___ AVAILABLE DATA ___

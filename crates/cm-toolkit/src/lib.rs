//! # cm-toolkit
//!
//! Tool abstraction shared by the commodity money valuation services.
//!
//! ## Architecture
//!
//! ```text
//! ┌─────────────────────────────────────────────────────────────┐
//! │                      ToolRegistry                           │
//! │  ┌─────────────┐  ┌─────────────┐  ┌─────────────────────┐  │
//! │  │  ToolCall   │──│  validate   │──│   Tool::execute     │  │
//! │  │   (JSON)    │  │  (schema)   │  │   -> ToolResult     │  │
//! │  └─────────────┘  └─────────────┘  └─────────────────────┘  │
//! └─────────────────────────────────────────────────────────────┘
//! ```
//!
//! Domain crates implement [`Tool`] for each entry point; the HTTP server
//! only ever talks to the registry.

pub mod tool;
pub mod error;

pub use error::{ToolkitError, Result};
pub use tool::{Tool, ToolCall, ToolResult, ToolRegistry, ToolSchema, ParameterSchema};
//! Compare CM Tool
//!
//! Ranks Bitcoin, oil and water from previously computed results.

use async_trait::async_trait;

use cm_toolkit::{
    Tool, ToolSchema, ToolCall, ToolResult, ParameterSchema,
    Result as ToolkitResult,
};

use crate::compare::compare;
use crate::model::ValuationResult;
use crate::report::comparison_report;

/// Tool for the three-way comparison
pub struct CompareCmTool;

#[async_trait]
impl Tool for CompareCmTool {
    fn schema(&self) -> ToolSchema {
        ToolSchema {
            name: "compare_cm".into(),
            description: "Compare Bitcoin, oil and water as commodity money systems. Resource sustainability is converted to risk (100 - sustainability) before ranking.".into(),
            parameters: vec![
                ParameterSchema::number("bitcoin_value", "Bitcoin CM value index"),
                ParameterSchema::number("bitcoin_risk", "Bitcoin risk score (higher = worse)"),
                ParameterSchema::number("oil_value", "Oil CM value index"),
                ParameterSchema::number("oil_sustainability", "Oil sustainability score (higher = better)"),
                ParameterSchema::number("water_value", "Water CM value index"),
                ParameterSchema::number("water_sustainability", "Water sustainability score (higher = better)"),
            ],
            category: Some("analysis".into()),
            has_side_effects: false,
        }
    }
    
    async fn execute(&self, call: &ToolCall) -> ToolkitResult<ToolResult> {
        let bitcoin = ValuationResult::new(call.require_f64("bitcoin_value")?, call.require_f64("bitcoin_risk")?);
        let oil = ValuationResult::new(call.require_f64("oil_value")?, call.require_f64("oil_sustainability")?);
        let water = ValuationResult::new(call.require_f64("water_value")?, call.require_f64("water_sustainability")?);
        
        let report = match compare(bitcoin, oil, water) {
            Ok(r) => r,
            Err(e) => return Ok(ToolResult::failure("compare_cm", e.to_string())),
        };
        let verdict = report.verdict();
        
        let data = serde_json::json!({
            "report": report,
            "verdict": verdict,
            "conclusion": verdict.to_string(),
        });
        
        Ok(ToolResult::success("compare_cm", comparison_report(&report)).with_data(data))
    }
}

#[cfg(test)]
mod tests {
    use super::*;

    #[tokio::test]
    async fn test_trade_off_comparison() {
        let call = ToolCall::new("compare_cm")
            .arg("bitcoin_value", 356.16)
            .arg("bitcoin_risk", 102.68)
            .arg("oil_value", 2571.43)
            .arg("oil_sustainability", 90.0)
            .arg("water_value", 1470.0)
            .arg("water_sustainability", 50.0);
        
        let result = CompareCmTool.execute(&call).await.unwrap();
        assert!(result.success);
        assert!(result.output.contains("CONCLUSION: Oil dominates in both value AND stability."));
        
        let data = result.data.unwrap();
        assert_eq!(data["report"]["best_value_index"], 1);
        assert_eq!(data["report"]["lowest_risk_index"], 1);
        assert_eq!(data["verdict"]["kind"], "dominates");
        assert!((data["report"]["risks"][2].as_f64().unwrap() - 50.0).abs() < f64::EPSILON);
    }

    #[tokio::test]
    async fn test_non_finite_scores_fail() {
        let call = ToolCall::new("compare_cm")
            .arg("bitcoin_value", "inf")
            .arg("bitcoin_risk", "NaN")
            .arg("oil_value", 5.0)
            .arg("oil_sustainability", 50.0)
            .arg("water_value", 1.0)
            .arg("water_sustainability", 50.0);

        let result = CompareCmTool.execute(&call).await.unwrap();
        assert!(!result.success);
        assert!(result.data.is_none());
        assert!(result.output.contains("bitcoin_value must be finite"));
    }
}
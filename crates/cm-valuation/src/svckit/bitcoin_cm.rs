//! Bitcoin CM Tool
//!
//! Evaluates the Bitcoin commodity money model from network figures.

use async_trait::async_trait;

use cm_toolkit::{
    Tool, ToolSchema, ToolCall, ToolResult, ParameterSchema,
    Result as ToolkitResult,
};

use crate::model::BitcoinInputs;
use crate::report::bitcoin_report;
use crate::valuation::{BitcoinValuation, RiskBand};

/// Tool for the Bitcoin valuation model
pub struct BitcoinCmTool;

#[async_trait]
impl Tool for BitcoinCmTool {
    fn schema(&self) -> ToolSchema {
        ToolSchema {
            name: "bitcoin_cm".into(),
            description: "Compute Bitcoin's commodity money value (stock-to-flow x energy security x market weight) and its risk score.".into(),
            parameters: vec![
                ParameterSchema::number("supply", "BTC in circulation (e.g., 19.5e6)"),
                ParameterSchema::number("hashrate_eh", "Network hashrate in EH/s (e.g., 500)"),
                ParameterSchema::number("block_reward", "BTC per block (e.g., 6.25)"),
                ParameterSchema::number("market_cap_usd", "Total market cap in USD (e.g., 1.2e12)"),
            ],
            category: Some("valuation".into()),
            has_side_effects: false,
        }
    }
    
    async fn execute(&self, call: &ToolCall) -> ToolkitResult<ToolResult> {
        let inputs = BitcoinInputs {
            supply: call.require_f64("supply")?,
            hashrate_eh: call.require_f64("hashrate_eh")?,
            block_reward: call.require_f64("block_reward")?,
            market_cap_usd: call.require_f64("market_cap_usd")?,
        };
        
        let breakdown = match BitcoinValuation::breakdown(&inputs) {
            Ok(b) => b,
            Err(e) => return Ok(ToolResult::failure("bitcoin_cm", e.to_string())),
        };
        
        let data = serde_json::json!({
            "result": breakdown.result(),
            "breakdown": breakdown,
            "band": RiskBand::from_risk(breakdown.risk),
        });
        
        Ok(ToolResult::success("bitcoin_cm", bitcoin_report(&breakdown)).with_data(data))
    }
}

___

_WHAT YOU NEED TO DO_:
Reproduce the material word for word. Leave nothing out.

_SOLUTION FOR THIS EXERCISE_:
filename crates/cm-toolkit/src/lib.rs
//! # cm-toolkit
//!
//! Tool abstraction shared by the commodity money valuation services.
//!
//! ## Architecture
//!
//! ```text
//! ┌─────────────────────────────────────────────────────────────┐
//! │                      ToolRegistry                           │
//! │  ┌─────────────┐  ┌─────────────┐  ┌─────────────────────┐  │
//! │  │  ToolCall   │──│  validate   │──│   Tool::execute     │  │
//! │  │   (JSON)    │  │  (schema)   │  │   -> ToolResult     │  │
//! │  └─────────────┘  └─────────────┘  └─────────────────────┘  │
//! └─────────────────────────────────────────────────────────────┘
//! ```
//!
//! Domain crates implement [`Tool`] for each entry point; the HTTP server
//! only ever talks to the registry.

pub mod tool;
pub mod error;

pub use error::{ToolkitError, Result};
pub use tool::{Tool, ToolCall, ToolResult, ToolRegistry, ToolSchema, ParameterSchema};
//! Compare CM Tool
//!
//! Ranks Bitcoin, oil and water from previously computed results.

use async_trait::async_trait;

use cm_toolkit::{
    Tool, ToolSchema, ToolCall, ToolResult, ParameterSchema,
    Result as ToolkitResult,
};

use crate::compare::compare;
use crate::model::ValuationResult;
use crate::report::comparison_report;

/// Tool for the three-way comparison
pub struct CompareCmTool;

#[async_trait]
impl Tool for CompareCmTool {
    fn schema(&self) -> ToolSchema {
        ToolSchema {
            name: "compare_cm".into(),
            description: "Compare Bitcoin, oil and water as commodity money systems. Resource sustainability is converted to risk (100 - sustainability) before ranking.".into(),
            parameters: vec![
                ParameterSchema::number("bitcoin_value", "Bitcoin CM value index"),
                ParameterSchema::number("bitcoin_risk", "Bitcoin risk score (higher = worse)"),
                ParameterSchema::number("oil_value", "Oil CM value index"),
                ParameterSchema::number("oil_sustainability", "Oil sustainability score (higher = better)"),
                ParameterSchema::number("water_value", "Water CM value index"),
                ParameterSchema::number("water_sustainability", "Water sustainability score (higher = better)"),
            ],
            category: Some("analysis".into()),
            has_side_effects: false,
        }
    }
    
    async fn execute(&self, call: &ToolCall) -> ToolkitResult<ToolResult> {
        let bitcoin = ValuationResult::new(call.require_f64("bitcoin_value")?, call.require_f64("bitcoin_risk")?);
        let oil = ValuationResult::new(call.require_f64("oil_value")?, call.require_f64("oil_sustainability")?);
        let water = ValuationResult::new(call.require_f64("water_value")?, call.require_f64("water_sustainability")?);
        
        let report = match compare(bitcoin, oil, water) {
            Ok(r) => r,
            Err(e) => return Ok(ToolResult::failure("compare_cm", e.to_string())),
        };
        let verdict = report.verdict();
        
        let data = serde_json::json!({
            "report": report,
            "verdict": verdict,
            "conclusion": verdict.to_string(),
        });
        
        Ok(ToolResult::success("compare_cm", comparison_report(&report)).with_data(data))
    }
}

#[cfg(test)]
mod tests {
    use super::*;

    #[tokio::test]
    async fn test_trade_off_comparison() {
        let call = ToolCall::new("compare_cm")
            .arg("bitcoin_value", 356.16)
            .arg("bitcoin_risk", 102.68)
            .arg("oil_value", 2571.43)
            .arg("oil_sustainability", 90.0)
            .arg("water_value", 1470.0)
            .arg("water_sustainability", 50.0);
        
        let result = CompareCmTool.execute(&call).await.unwrap();
        assert!(result.success);
        assert!(result.output.contains("CONCLUSION: Oil dominates in both value AND stability."));
        
        let data = result.data.unwrap();
        assert_eq!(data["report"]["best_value_index"], 1);
        assert_eq!(data["report"]["lowest_risk_index"], 1);
        assert_eq!(data["verdict"]["kind"], "dominates");
        assert!((data["report"]["risks"][2].as_f64().unwrap() - 50.0).abs() < f64::EPSILON);
    }

    #[tokio::test]
    async fn test_non_finite_scores_fail() {
        let call = ToolCall::new("compare_cm")
            .arg("bitcoin_value", "inf")
            .arg("bitcoin_risk", "NaN")
            .arg("oil_value", 5.0)
            .arg("oil_sustainability", 50.0)
            .arg("water_value", 1.0)
            .arg("water_sustainability", 50.0);

        let result = CompareCmTool.execute(&call).await.unwrap();
        assert!(!result.success);
        assert!(result.data.is_none());
        assert!(result.output.contains("bitcoin_value must be finite"));
    }
}
filename crates/cm-valuation/src/svckit/bitcoin_cm.rs
//! Bitcoin CM Tool
//!
//! Evaluates the Bitcoin commodity money model from network figures.

use async_trait::async_trait;

use cm_toolkit::{
    Tool, ToolSchema, ToolCall, ToolResult, ParameterSchema,
    Result as ToolkitResult,
};

use crate::model::BitcoinInputs;
use crate::report::bitcoin_report;
use crate::valuation::{BitcoinValuation, RiskBand};

/// Tool for the Bitcoin valuation model
pub struct BitcoinCmTool;

#[async_trait]
impl Tool for BitcoinCmTool {
    fn schema(&self) -> ToolSchema {
        ToolSchema {
            name: "bitcoin_cm".into(),
            description: "Compute Bitcoin's commodity money value (stock-to-flow x energy security x market weight) and its risk score.".into(),
            parameters: vec![
                ParameterSchema::number("supply", "BTC in circulation (e.g., 19.5e6)"),
                ParameterSchema::number("hashrate_eh", "Network hashrate in EH/s (e.g., 500)"),
                ParameterSchema::number("block_reward", "BTC per block (e.g., 6.25)"),
                ParameterSchema::number("market_cap_usd", "Total market cap in USD (e.g., 1.2e12)"),
            ],
            category: Some("valuation".into()),
            has_side_effects: false,
        }
    }
    
    async fn execute(&self, call: &ToolCall) -> ToolkitResult<ToolResult> {
        let inputs = BitcoinInputs {
            supply: call.require_f64("supply")?,
            hashrate_eh: call.require_f64("hashrate_eh")?,
            block_reward: call.require_f64("block_reward")?,
            market_cap_usd: call.require_f64("market_cap_usd")?,
        };
        
        let breakdown = match BitcoinValuation::breakdown(&inputs) {
            Ok(b) => b,
            Err(e) => return Ok(ToolResult::failure("bitcoin_cm", e.to_string())),
        };
        
        let data = serde_json::json!({
            "result": breakdown.result(),
            "breakdown": breakdown,
            "band": RiskBand::from_risk(breakdown.risk),
        });
        
        Ok(ToolResult::success("bitcoin_cm", bitcoin_report(&breakdown)).with_data(data))
    }
}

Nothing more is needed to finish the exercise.